▶ _Task statement_: All that is needed is each line of the entries holding the word "down", copied as it stands.

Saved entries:
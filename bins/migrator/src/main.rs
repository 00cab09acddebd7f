//! Database migration runner for Tessera.
//!
//! Usage:
//!   migrator up      - Run all pending migrations
//!   migrator down    - Rollback last migration
//!   migrator status  - Show migration status
//!   migrator fresh   - Drop all tables and re-run migrations
//!
//! The database URL comes from the regular configuration
//! (`TESSERA__DATABASE__URL` or `config/*.toml`).

use anyhow::{Context, bail};
use tessera_db::migration::{Migrator, MigratorTrait};
use tessera_shared::AppConfig;
use tracing::info;
use tracing_subscriber::{layer::SubscriberExt, util::SubscriberInitExt};

#[tokio::main]
async fn main() -> anyhow::Result<()> {
    dotenvy::dotenv().ok();

    tracing_subscriber::registry()
        .with(
            tracing_subscriber::EnvFilter::try_from_default_env()
                .unwrap_or_else(|_| "tessera=info,sea_orm_migration=info".into()),
        )
        .with(tracing_subscriber::fmt::layer())
        .init();

    let command = std::env::args().nth(1).unwrap_or_else(|| "up".to_string());

    let config = AppConfig::load().context("failed to load configuration")?;
    let db = tessera_db::connect(&config.database)
        .await
        .context("failed to connect to database")?;

    match command.as_str() {
        "up" => Migrator::up(&db, None).await?,
        "down" => Migrator::down(&db, Some(1)).await?,
        "status" => Migrator::status(&db).await?,
        "fresh" => Migrator::fresh(&db).await?,
        other => bail!("unknown command `{other}`; expected up, down, status or fresh"),
    }

    info!(command, "migrations finished");
    Ok(())
}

▶ _Written solution_:
//!   migrator down    - Rollback last migration
        "down" => Migrator::down(&db, Some(1)).await?,
        other => bail!("unknown command `{other}`; expected up, down, status or fresh"),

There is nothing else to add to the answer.